What is needed: Reproduce the following entries exactly, leaving nothing out.

Given information:
···

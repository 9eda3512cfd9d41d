use std::path::PathBuf;

use tubely_core::media::parse_allowed_types;
use tubely_core::storage::ThumbnailStorageKind;

use crate::auth::jwt::JwtConfig;

/// Server configuration loaded from environment variables.
///
/// All fields except the JWT secret have defaults suitable for local
/// development. In production, override via environment variables.
#[derive(Debug, Clone)]
pub struct ServerConfig {
    /// Bind address (default: `0.0.0.0`).
    pub host: String,
    /// Bind port (default: `8091`). Also used in asset URLs.
    pub port: u16,
    /// Allowed CORS origins, parsed from comma-separated `CORS_ORIGINS` env var.
    pub cors_origins: Vec<String>,
    /// HTTP request timeout in seconds (default: `30`).
    pub request_timeout_secs: u64,
    /// JWT token configuration.
    pub jwt: JwtConfig,
    /// Thumbnail storage settings.
    pub storage: StorageConfig,
}

/// Where and how thumbnails are stored.
#[derive(Debug, Clone)]
pub struct StorageConfig {
    pub kind: ThumbnailStorageKind,
    /// Directory asset files are written to and served from.
    pub assets_root: PathBuf,
    /// Host name placed in asset URLs (default: `localhost`).
    pub public_host: String,
    /// Normalized content types accepted for thumbnails.
    pub allowed_types: Vec<String>,
}

impl ServerConfig {
    /// Load configuration from environment variables with defaults.
    ///
    /// | Env Var                   | Default                  |
    /// |---------------------------|--------------------------|
    /// | `HOST`                    | `0.0.0.0`                |
    /// | `PORT`                    | `8091`                   |
    /// | `CORS_ORIGINS`            | `http://localhost:8091`  |
    /// | `REQUEST_TIMEOUT_SECS`    | `30`                     |
    /// | `ASSETS_ROOT`             | `./assets`               |
    /// | `ASSETS_PUBLIC_HOST`      | `localhost`              |
    /// | `THUMBNAIL_STORAGE`       | `assets`                 |
    /// | `THUMBNAIL_ALLOWED_TYPES` | png, jpeg, gif, webp     |
    ///
    /// # Panics
    ///
    /// Panics on unparseable values so misconfiguration fails at startup.
    pub fn from_env() -> Self {
        let host = std::env::var("HOST").unwrap_or_else(|_| "0.0.0.0".into());

        let port: u16 = std::env::var("PORT")
            .unwrap_or_else(|_| "8091".into())
            .parse()
            .expect("PORT must be a valid u16");

        let cors_origins: Vec<String> = std::env::var("CORS_ORIGINS")
            .unwrap_or_else(|_| "http://localhost:8091".into())
            .split(',')
            .map(|s| s.trim().to_string())
            .filter(|s| !s.is_empty())
            .collect();

        let request_timeout_secs: u64 = std::env::var("REQUEST_TIMEOUT_SECS")
            .unwrap_or_else(|_| "30".into())
            .parse()
            .expect("REQUEST_TIMEOUT_SECS must be a valid u64");

        let jwt = JwtConfig::from_env();
        let storage = StorageConfig::from_env();

        Self {
            host,
            port,
            cors_origins,
            request_timeout_secs,
            jwt,
            storage,
        }
    }

    /// Public URL prefix of the `/assets` file server.
    pub fn assets_base_url(&self) -> String {
        format!("http://{}:{}/assets", self.storage.public_host, self.port)
    }
}

impl StorageConfig {
    pub fn from_env() -> Self {
        let kind = ThumbnailStorageKind::from_name(
            &std::env::var("THUMBNAIL_STORAGE").unwrap_or_else(|_| "assets".into()),
        )
        .unwrap_or_else(|e| panic!("THUMBNAIL_STORAGE is invalid: {e}"));

        let assets_root = PathBuf::from(
            std::env::var("ASSETS_ROOT").unwrap_or_else(|_| "./assets".into()),
        );

        let public_host =
            std::env::var("ASSETS_PUBLIC_HOST").unwrap_or_else(|_| "localhost".into());

        let allowed_types =
            parse_allowed_types(&std::env::var("THUMBNAIL_ALLOWED_TYPES").unwrap_or_default());

        Self {
            kind,
            assets_root,
            public_host,
            allowed_types,
        }
    }
}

···

Solution to the exercise:
repository 9eda3512cfd9d41d
use std::path::PathBuf;

use tubely_core::media::parse_allowed_types;
use tubely_core::storage::ThumbnailStorageKind;

use crate::auth::jwt::JwtConfig;

/// Server configuration loaded from environment variables.
///
/// All fields except the JWT secret have defaults suitable for local
/// development. In production, override via environment variables.
#[derive(Debug, Clone)]
pub struct ServerConfig {
    /// Bind address (default: `0.0.0.0`).
    pub host: String,
    /// Bind port (default: `8091`). Also used in asset URLs.
    pub port: u16,
    /// Allowed CORS origins, parsed from comma-separated `CORS_ORIGINS` env var.
    pub cors_origins: Vec<String>,
    /// HTTP request timeout in seconds (default: `30`).
    pub request_timeout_secs: u64,
    /// JWT token configuration.
    pub jwt: JwtConfig,
    /// Thumbnail storage settings.
    pub storage: StorageConfig,
}

/// Where and how thumbnails are stored.
#[derive(Debug, Clone)]
pub struct StorageConfig {
    pub kind: ThumbnailStorageKind,
    /// Directory asset files are written to and served from.
    pub assets_root: PathBuf,
    /// Host name placed in asset URLs (default: `localhost`).
    pub public_host: String,
    /// Normalized content types accepted for thumbnails.
    pub allowed_types: Vec<String>,
}

impl ServerConfig {
    /// Load configuration from environment variables with defaults.
    ///
    /// | Env Var                   | Default                  |
    /// |---------------------------|--------------------------|
    /// | `HOST`                    | `0.0.0.0`                |
    /// | `PORT`                    | `8091`                   |
    /// | `CORS_ORIGINS`            | `http://localhost:8091`  |
    /// | `REQUEST_TIMEOUT_SECS`    | `30`                     |
    /// | `ASSETS_ROOT`             | `./assets`               |
    /// | `ASSETS_PUBLIC_HOST`      | `localhost`              |
    /// | `THUMBNAIL_STORAGE`       | `assets`                 |
    /// | `THUMBNAIL_ALLOWED_TYPES` | png, jpeg, gif, webp     |
    ///
    /// # Panics
    ///
    /// Panics on unparseable values so misconfiguration fails at startup.
    pub fn from_env() -> Self {
        let host = std::env::var("HOST").unwrap_or_else(|_| "0.0.0.0".into());

        let port: u16 = std::env::var("PORT")
            .unwrap_or_else(|_| "8091".into())
            .parse()
            .expect("PORT must be a valid u16");

        let cors_origins: Vec<String> = std::env::var("CORS_ORIGINS")
            .unwrap_or_else(|_| "http://localhost:8091".into())
            .split(',')
            .map(|s| s.trim().to_string())
            .filter(|s| !s.is_empty())
            .collect();

        let request_timeout_secs: u64 = std::env::var("REQUEST_TIMEOUT_SECS")
            .unwrap_or_else(|_| "30".into())
            .parse()
            .expect("REQUEST_TIMEOUT_SECS must be a valid u64");

        let jwt = JwtConfig::from_env();
        let storage = StorageConfig::from_env();

        Self {
            host,
            port,
            cors_origins,
            request_timeout_secs,
            jwt,
            storage,
        }
    }

    /// Public URL prefix of the `/assets` file server.
    pub fn assets_base_url(&self) -> String {
        format!("http://{}:{}/assets", self.storage.public_host, self.port)
    }
}

impl StorageConfig {
    pub fn from_env() -> Self {
        let kind = ThumbnailStorageKind::from_name(
            &std::env::var("THUMBNAIL_STORAGE").unwrap_or_else(|_| "assets".into()),
        )
        .unwrap_or_else(|e| panic!("THUMBNAIL_STORAGE is invalid: {e}"));

        let assets_root = PathBuf::from(
            std::env::var("ASSETS_ROOT").unwrap_or_else(|_| "./assets".into()),
        );

        let public_host =
            std::env::var("ASSETS_PUBLIC_HOST").unwrap_or_else(|_| "localhost".into());

        let allowed_types =
            parse_allowed_types(&std::env::var("THUMBNAIL_ALLOWED_TYPES").unwrap_or_default());

        Self {
            kind,
            assets_root,
            public_host,
            allowed_types,
        }
    }
}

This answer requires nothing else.